Your health condition requires you to take medication, but experience showed you that you must do your part to prevent medication errors. No matter how much you trust your new doctor or pharmacist, you cannot be too careful. 

It may help to get a breakdown of how prescription errors happen and how you can keep them from happening. Learn who may bear responsibility if a medication mix-up happens. 

How errors happen  

Prescription errors happen in several ways. If you have multiple healthcare professionals tending to you, a miscommunication between them could lead to a mistake. Medication abbreviations may look alike, which may trigger a mix-up. The same applies to medications that look alike or prescription names that sound similar. Even if your doctor does everything right regarding your medication, your pharmacist could bear guilt for a mishap. 
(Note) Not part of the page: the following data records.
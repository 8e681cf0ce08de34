//! `FETCH` data-item parsing and response assembly.
//!
//! `command.rs` captures a `FETCH`/`UID FETCH` command's item list as raw
//! text (the grammar is rich enough — nested brackets, parenthesized field
//! lists, partial-fetch ranges — to deserve its own recursive-descent pass
//! rather than living inline in `command.rs`). [`parse_items`] turns that
//! text into a [`FetchAttribute`] list; [`render`] turns a resolved
//! attribute list plus a mailbox entry (and, when needed, the entry's parsed
//! MIME message) into one `* <seq> FETCH (...)` response line.
//!
//! `ENVELOPE` has no ready-made renderer in `mailserver-mime` the way
//! `BODYSTRUCTURE` does (its `Display` impl already produces correct wire
//! syntax), so this module hand-writes the RFC 3501 nine-tuple here.

use mailserver_core::model::MailEntry;
use mailserver_mime::{Address, BodyStructure, Envelope, Message as MimeMessage, Section, Trailer};

use crate::lexer::{Lexer, Token};
use crate::types::SeqNum;

/// One resolved `fetch-att` production.
#[derive(Debug, Clone, PartialEq, Eq)]
pub enum FetchAttribute {
    Flags,
    Uid,
    InternalDate,
    Rfc822Size,
    Envelope,
    /// Bare `BODY` (no section): the MIME structure without extension data.
    /// This implementation doesn't distinguish `BODY`'s extension-free form
    /// from `BODYSTRUCTURE`'s; both render the same way.
    BodyStructure,
    Body {
        section: Section,
        /// `BODY.PEEK[...]`: does not implicitly set `\Seen`.
        peek: bool,
        /// `<start.len>` partial-fetch range, if given.
        partial: Option<(u32, u32)>,
    },
}

/// A malformed `fetch-att` list. Recoverable: the caller sends a tagged
/// `BAD`, same as a `command.rs` [`crate::command::ParseError`].
#[derive(Debug, Clone, PartialEq, Eq)]
pub struct FetchError(pub String);

impl From<mailserver_mime::Error> for FetchError {
    fn from(e: mailserver_mime::Error) -> Self {
        Self(e.to_string())
    }
}

/// Parses a `FETCH`/`UID FETCH` item list, e.g. `"(FLAGS UID)"`, `"FAST"`,
/// or `"(BODY.PEEK[HEADER.FIELDS (SUBJECT)]<0.100>)"`. Macro shortcuts
/// (`ALL`, `FAST`, `FULL`) expand in place.
pub fn parse_items(raw: &str) -> Result<Vec<FetchAttribute>, FetchError> {
    let trimmed = raw.trim();
    let inner = trimmed.strip_prefix('(').and_then(|s| s.strip_suffix(')')).unwrap_or(trimmed);
    let mut lexer = Lexer::new(inner.as_bytes());
    let mut attrs = Vec::new();
    loop {
        lexer.skip_spaces();
        if lexer.is_eof() {
            break;
        }
        parse_one(&mut lexer, &mut attrs)?;
    }
    if attrs.is_empty() {
        return Err(FetchError("empty fetch item list".to_string()));
    }
    Ok(attrs)
}

fn parse_one(lexer: &mut Lexer<'_>, out: &mut Vec<FetchAttribute>) -> Result<(), FetchError> {
    let atom = match lexer.next_token() {
        Ok(Token::Atom(a)) => a.to_uppercase(),
        other => return Err(FetchError(format!("expected fetch attribute, got {other:?}"))),
    };
    match atom.as_str() {
        "FLAGS" => out.push(FetchAttribute::Flags),
        "UID" => out.push(FetchAttribute::Uid),
        "INTERNALDATE" => out.push(FetchAttribute::InternalDate),
        "RFC822.SIZE" => out.push(FetchAttribute::Rfc822Size),
        "ENVELOPE" => out.push(FetchAttribute::Envelope),
        "BODYSTRUCTURE" => out.push(FetchAttribute::BodyStructure),
        "BODY" => {
            if lexer.peek() == Some(b'[') {
                out.push(parse_body_attr(lexer, false)?);
            } else {
                out.push(FetchAttribute::BodyStructure);
            }
        }
        "BODY.PEEK" => out.push(parse_body_attr(lexer, true)?),
        "RFC822" => out.push(whole_message_attr(false)),
        "RFC822.TEXT" => out.push(section_attr("TEXT", false)?),
        "RFC822.HEADER" => out.push(section_attr("HEADER", true)?),
        "ALL" => out.extend([FetchAttribute::Flags, FetchAttribute::InternalDate, FetchAttribute::Rfc822Size, FetchAttribute::Envelope]),
        "FAST" => out.extend([FetchAttribute::Flags, FetchAttribute::InternalDate, FetchAttribute::Rfc822Size]),
        "FULL" => out.extend([
            FetchAttribute::Flags,
            FetchAttribute::InternalDate,
            FetchAttribute::Rfc822Size,
            FetchAttribute::Envelope,
            whole_message_attr(false),
        ]),
        other => return Err(FetchError(format!("unknown fetch attribute: {other}"))),
    }
    Ok(())
}

fn whole_message_attr(peek: bool) -> FetchAttribute {
    FetchAttribute::Body { section: Section { path: Vec::new(), trailer: Trailer::None }, peek, partial: None }
}

fn section_attr(spec: &str, peek: bool) -> Result<FetchAttribute, FetchError> {
    let section = Section::parse(spec).map_err(FetchError::from)?;
    Ok(FetchAttribute::Body { section, peek, partial: None })
}

fn parse_body_attr(lexer: &mut Lexer<'_>, peek: bool) -> Result<FetchAttribute, FetchError> {
    let spec = read_bracket_section(lexer)?;
    let section = Section::parse(&spec).map_err(FetchError::from)?;
    let partial = read_optional_partial(lexer)?;
    Ok(FetchAttribute::Body { section, peek, partial })
}

/// Consumes a leading `[`, then the raw text up to (and including) the
/// matching `]`, tracking paren depth so `HEADER.FIELDS (A B)`'s internal
/// space and parens don't terminate the scan early.
fn read_bracket_section(lexer: &mut Lexer<'_>) -> Result<String, FetchError> {
    match lexer.next_token() {
        Ok(Token::LBracket) => {}
        other => return Err(FetchError(format!("expected '[', got {other:?}"))),
    }
    let bytes = lexer.remaining();
    let mut depth = 0i32;
    let mut i = 0usize;
    loop {
        match bytes.get(i) {
            Some(b'(') => depth += 1,
            Some(b')') => depth -= 1,
            Some(b']') if depth == 0 => break,
            Some(_) => {}
            None => return Err(FetchError("unterminated section specifier".to_string())),
        }
        i += 1;
    }
    let spec = std::str::from_utf8(&bytes[..i]).map_err(|_| FetchError("invalid UTF-8 in section specifier".to_string()))?.to_string();
    lexer.skip(i + 1);
    Ok(spec)
}

/// Reads an optional `<start.len>` immediately following a section's `]`.
/// `<` through `>` are all atom characters, so this lexes as one atom.
fn read_optional_partial(lexer: &mut Lexer<'_>) -> Result<Option<(u32, u32)>, FetchError> {
    if lexer.peek() != Some(b'<') {
        return Ok(None);
    }
    let Ok(Token::Atom(a)) = lexer.next_token() else {
        return Err(FetchError("malformed partial range".to_string()));
    };
    let inner = a.strip_prefix('<').and_then(|s| s.strip_suffix('>')).ok_or_else(|| FetchError(format!("malformed partial range: {a}")))?;
    let (start, len) = inner.split_once('.').ok_or_else(|| FetchError(format!("malformed partial range: {a}")))?;
    let start: u32 = start.parse().map_err(|_| FetchError(format!("malformed partial range: {a}")))?;
    let len: u32 = len.parse().map_err(|_| FetchError(format!("malformed partial range: {a}")))?;
    Ok(Some((start, len)))
}

/// Whether rendering `attrs` requires the entry's parsed MIME message (and
/// thus a blob-store round trip); `FLAGS`/`UID`/`INTERNALDATE`/`RFC822.SIZE`
/// are servable from the `MailEntry` row alone.
#[must_use]
pub fn needs_message(attrs: &[FetchAttribute]) -> bool {
    attrs.iter().any(|a| matches!(a, FetchAttribute::Envelope | FetchAttribute::BodyStructure | FetchAttribute::Body { .. }))
}

/// Whether any requested attribute is a non-`.PEEK` `BODY`/`RFC822` read,
/// which implicitly sets `\Seen` (RFC 3501 §6.4.5).
#[must_use]
pub fn sets_seen(attrs: &[FetchAttribute]) -> bool {
    attrs.iter().any(|a| matches!(a, FetchAttribute::Body { peek: false, .. }))
}

/// A rendered `FETCH` response line's bytes, without the leading `* `.
/// Returns raw bytes rather than a `String` because a `BODY[...]` literal
/// may carry a message section that isn't valid UTF-8 (8BITMIME content,
/// binary attachments); a `String`-based line would have to lossily
/// replace those bytes, corrupting the literal it declares.
#[must_use]
pub fn render(seq: SeqNum, entry: &MailEntry, attrs: &[FetchAttribute], message: Option<&MimeMessage>) -> Result<Vec<u8>, FetchError> {
    let mut out = format!("{seq} FETCH (").into_bytes();
    for (i, attr) in attrs.iter().enumerate() {
        if i > 0 {
            out.push(b' ');
        }
        out.extend(render_attr(attr, entry, message)?);
    }
    out.push(b')');
    Ok(out)
}

fn render_attr(attr: &FetchAttribute, entry: &MailEntry, message: Option<&MimeMessage>) -> Result<Vec<u8>, FetchError> {
    match attr {
        FetchAttribute::Flags => Ok(format!("FLAGS ({})", entry.flags.to_imap_list()).into_bytes()),
        FetchAttribute::Uid => Ok(format!("UID {}", entry.uid).into_bytes()),
        FetchAttribute::InternalDate => Ok(format!("INTERNALDATE \"{}\"", entry.receive_date.format("%d-%b-%Y %H:%M:%S %z")).into_bytes()),
        FetchAttribute::Rfc822Size => Ok(format!("RFC822.SIZE {}", entry.size).into_bytes()),
        FetchAttribute::Envelope => {
            let message = require_message(message)?;
            let envelope = Envelope::from_headers(&message.headers);
            Ok(format!("ENVELOPE {}", render_envelope(&envelope)).into_bytes())
        }
        FetchAttribute::BodyStructure => {
            let message = require_message(message)?;
            Ok(format!("BODYSTRUCTURE {}", BodyStructure::from_message(message)).into_bytes())
        }
        FetchAttribute::Body { section, partial, .. } => {
            let message = require_message(message)?;
            let data = section.extract(message)?;
            let sliced = apply_partial(&data, *partial);
            let mut out = format!("{}{} ", render_section_label(section), render_partial_suffix(*partial)).into_bytes();
            out.extend(render_literal(&sliced));
            Ok(out)
        }
    }
}

fn require_message(message: Option<&MimeMessage>) -> Result<&MimeMessage, FetchError> {
    message.ok_or_else(|| FetchError("internal error: message body required but not loaded".to_string()))
}

fn apply_partial(data: &[u8], partial: Option<(u32, u32)>) -> Vec<u8> {
    let Some((start, len)) = partial else {
        return data.to_vec();
    };
    let start = start as usize;
    if start >= data.len() {
        return Vec::new();
    }
    let end = start.saturating_add(len as usize).min(data.len());
    data[start..end].to_vec()
}

fn render_partial_suffix(partial: Option<(u32, u32)>) -> String {
    partial.map_or_else(String::new, |(start, _)| format!("<{start}>"))
}

fn render_section_label(section: &Section) -> String {
    let path = section.path.iter().map(u32::to_string).collect::<Vec<_>>().join(".");
    let trailer = render_trailer(&section.trailer);
    let inner = match (path.is_empty(), trailer.is_empty()) {
        (true, _) => trailer,
        (false, true) => path,
        (false, false) => format!("{path}.{trailer}"),
    };
    format!("BODY[{inner}]")
}

fn render_trailer(trailer: &Trailer) -> String {
    match trailer {
        Trailer::None => String::new(),
        Trailer::Mime => "MIME".to_string(),
        Trailer::Header => "HEADER".to_string(),
        Trailer::Text => "TEXT".to_string(),
        Trailer::HeaderFields { fields, negate } => {
            let suffix = if *negate { "HEADER.FIELDS.NOT" } else { "HEADER.FIELDS" };
            format!("{suffix} ({})", fields.join(" "))
        }
    }
}

/// Renders extracted section bytes as an IMAP literal: `{N}\r\n` followed
/// by exactly `N` raw bytes, `N` computed from the section's actual byte
/// length so 8BITMIME/binary content round-trips without a lossy UTF-8
/// decode corrupting what the declared length promises.
fn render_literal(data: &[u8]) -> Vec<u8> {
    let mut out = format!("{{{}}}\r\n", data.len()).into_bytes();
    out.extend_from_slice(data);
    out
}

/// Renders the RFC 3501 `ENVELOPE` nine-tuple: date, subject, from, sender,
/// reply-to, to, cc, bcc, in-reply-to, message-id.
fn render_envelope(e: &Envelope) -> String {
    format!(
        "({} {} {} {} {} {} {} {} {} {})",
        nstring(e.date.as_deref()),
        nstring(e.subject.as_deref()),
        addr_list(&e.from),
        addr_list(&e.sender),
        addr_list(&e.reply_to),
        addr_list(&e.to),
        addr_list(&e.cc),
        addr_list(&e.bcc),
        nstring(e.in_reply_to.as_deref()),
        nstring(e.message_id.as_deref()),
    )
}

fn addr_list(addrs: &[Address]) -> String {
    if addrs.is_empty() {
        return "NIL".to_string();
    }
    let rendered: Vec<String> = addrs.iter().map(render_address).collect();
    format!("({})", rendered.join(" "))
}

fn render_address(a: &Address) -> String {
    format!("({} {} {} {})", nstring(a.name.as_deref()), nstring(a.adl.as_deref()), nstring(a.mailbox.as_deref()), nstring(a.host.as_deref()))
}

fn nstring(value: Option<&str>) -> String {
    value.map_or_else(|| "NIL".to_string(), quote_imap_string)
}

fn quote_imap_string(s: &str) -> String {
    format!("\"{}\"", s.replace('\\', "\\\\").replace('"', "\\\""))
}
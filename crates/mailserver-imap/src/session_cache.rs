//! Per-connection sequence-number cache (C6).
//!
//! IMAP sequence numbers are a view, not a stored property: they're the
//! 1-based position of a message within the UID-ascending ordering the
//! server handed the client at `SELECT` time, and stay fixed until the next
//! `EXPUNGE`/`CLOSE`/`SELECT` rebuilds them (RFC 3501 §2.3.1.2). This cache
//! is the one place that ordering lives, built from
//! [`mailserver_core::repository::MailEntryRepository::list_entries`]'s
//! UID-ascending guarantee.

use mailserver_core::model::MailEntry;

use crate::types::{SeqNum, SequenceSet, Uid, UidSet};
use std::collections::HashMap;

/// An ordered, indexed view of one mailbox's live entries.
#[derive(Debug, Clone, Default)]
pub struct SessionCache {
    entries: Vec<MailEntry>,
    position_by_uid: HashMap<u32, usize>,
}

impl SessionCache {
    /// Builds a cache from entries already in UID-ascending order.
    #[must_use]
    pub fn new(entries: Vec<MailEntry>) -> Self {
        let position_by_uid = entries.iter().enumerate().map(|(i, e)| (e.uid, i)).collect();
        Self { entries, position_by_uid }
    }

    /// Number of messages currently visible in the session.
    #[must_use]
    pub fn len(&self) -> usize {
        self.entries.len()
    }

    /// Whether the mailbox has no live entries.
    #[must_use]
    pub fn is_empty(&self) -> bool {
        self.entries.is_empty()
    }

    /// All entries, UID-ascending.
    #[must_use]
    pub fn entries(&self) -> &[MailEntry] {
        &self.entries
    }

    /// Looks up an entry by its 1-based sequence number.
    #[must_use]
    pub fn by_seq(&self, seq: SeqNum) -> Option<&MailEntry> {
        self.entries.get(seq.get() as usize - 1)
    }

    /// Looks up an entry by UID.
    #[must_use]
    pub fn by_uid(&self, uid: Uid) -> Option<&MailEntry> {
        self.position_by_uid.get(&uid.get()).and_then(|&i| self.entries.get(i))
    }

    /// The sequence number currently assigned to a UID, if it's present.
    #[must_use]
    pub fn seq_of(&self, uid: Uid) -> Option<SeqNum> {
        self.position_by_uid.get(&uid.get()).and_then(|&i| SeqNum::new(i as u32 + 1))
    }

    /// Resolves a `sequence-set` against the current ordering, returning
    /// `(sequence number, entry)` pairs in ascending order with duplicates
    /// removed. Out-of-range sequence numbers are silently dropped, per the
    /// RFC 3501 §7 allowance that a stale set may reference expunged
    /// messages.
    #[must_use]
    pub fn resolve_sequence_set(&self, set: &SequenceSet) -> Vec<(SeqNum, &MailEntry)> {
        let mut seqs = Vec::new();
        self.collect_seq(set, &mut seqs);
        seqs.sort_unstable();
        seqs.dedup();
        seqs.into_iter().filter_map(|n| SeqNum::new(n)).filter_map(|seq| self.by_seq(seq).map(|e| (seq, e))).collect()
    }

    fn collect_seq(&self, set: &SequenceSet, out: &mut Vec<u32>) {
        let highest = self.entries.len() as u32;
        match set {
            SequenceSet::Single(n) => out.push(n.get()),
            SequenceSet::Range(a, b) => out.extend(a.get()..=b.get()),
            SequenceSet::RangeFrom(a) => {
                if highest >= a.get() {
                    out.extend(a.get()..=highest);
                }
            }
            SequenceSet::All => {
                if highest > 0 {
                    out.extend(1..=highest);
                }
            }
            SequenceSet::Set(items) => {
                for item in items {
                    self.collect_seq(item, out);
                }
            }
        }
    }

    /// Resolves a `uid-set` against the entries actually present, returning
    /// `(sequence number, entry)` pairs in ascending UID order. UIDs not
    /// held by any live entry (already expunged, or never allocated) are
    /// dropped rather than erroring, per RFC 3501 §6.4.8.
    #[must_use]
    pub fn resolve_uid_set(&self, set: &UidSet) -> Vec<(SeqNum, &MailEntry)> {
        let highest_uid = self.entries.last().map_or(0, |e| e.uid);
        let mut uids = Vec::new();
        self.collect_uid(set, highest_uid, &mut uids);
        uids.sort_unstable();
        uids.dedup();
        uids.into_iter()
            .filter_map(|u| Uid::new(u))
            .filter_map(|uid| self.seq_of(uid).map(|seq| (seq, self.by_uid(uid).expect("seq_of implies presence"))))
            .collect()
    }

    fn collect_uid(&self, set: &UidSet, highest_uid: u32, out: &mut Vec<u32>) {
        match set {
            UidSet::Single(u) => out.push(u.get()),
            UidSet::Range(a, b) => out.extend(a.get()..=b.get()),
            UidSet::RangeFrom(a) => {
                if highest_uid >= a.get() {
                    out.extend(a.get()..=highest_uid);
                }
            }
            UidSet::All => {
                if highest_uid > 0 {
                    out.extend(1..=highest_uid);
                }
            }
            UidSet::Set(items) => {
                for item in items {
                    self.collect_uid(item, highest_uid, out);
                }
            }
        }
    }
}
//! `COPY`/`MOVE` response-code assembly (RFC 4315 `UIDPLUS`).
//!
//! The repository-level duplication (allocate fresh UIDs, insert entries,
//! mark/remove source entries) is async and lives in `engine.rs`; this
//! module holds the one pure piece worth separating out and testing: pairing
//! up source and destination UIDs into the `[COPYUID]` response code.
//! `MOVE`'s additional `* n EXPUNGE` emission reuses [`crate::expunge`]
//! directly rather than duplicating it here.

use crate::types::{ResponseCode, Uid, UidValidity};

/// Builds the `[COPYUID uidvalidity source-uids dest-uids]` response code
/// sent on a successful `COPY`/`MOVE` (spec.md's UIDPLUS support).
///
/// # Panics
///
/// Panics if `source_uids` and `dest_uids` differ in length; callers pair
/// them up 1:1 while duplicating entries.
#[must_use]
pub fn copy_uid_code(uidvalidity: UidValidity, source_uids: Vec<Uid>, dest_uids: Vec<Uid>) -> ResponseCode {
    assert_eq!(source_uids.len(), dest_uids.len(), "COPYUID requires matching source/dest UID counts");
    ResponseCode::CopyUid { uidvalidity, source_uids, dest_uids }
}

#[cfg(test)]
mod tests {
    use super::*;

    #[test]
    fn pairs_source_and_dest_uids() {
        let code = copy_uid_code(
            UidValidity::new(1).unwrap(),
            vec![Uid::new(10).unwrap(), Uid::new(11).unwrap()],
            vec![Uid::new(50).unwrap(), Uid::new(51).unwrap()],
        );
        match code {
            ResponseCode::CopyUid { uidvalidity, source_uids, dest_uids } => {
                assert_eq!(uidvalidity.get(), 1);
                assert_eq!(source_uids.len(), 2);
                assert_eq!(dest_uids[1].get(), 51);
            }
            other => panic!("expected CopyUid, got {other:?}"),
        }
    }

    #[test]
    #[should_panic(expected = "matching source/dest UID counts")]
    fn panics_on_length_mismatch() {
        let _ = copy_uid_code(UidValidity::new(1).unwrap(), vec![Uid::new(1).unwrap()], vec![]);
    }
}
How you can prevent errors 

With the right information, you can help keep errors from happening. For instance, ask questions if anything your doctor or pharmacist tells you about your medication confuses you. Ask about medication side effects so you know what to expect, and have your physician let you know what to do if you ever miss a medication dose. Learn what results you should expect after taking the medication, and when you should expect to experience those results. 

When you pick up your prescription at the pharmacist, double-check that your name is on the bag or bottle and that the name of the medication is the same as what your doctor told you. Get the brand name and generic name of the medication. 

Doctors and pharmacists are human, which means they make mistakes. Make sure their slip-ups do not result in preventable harm through a medication error.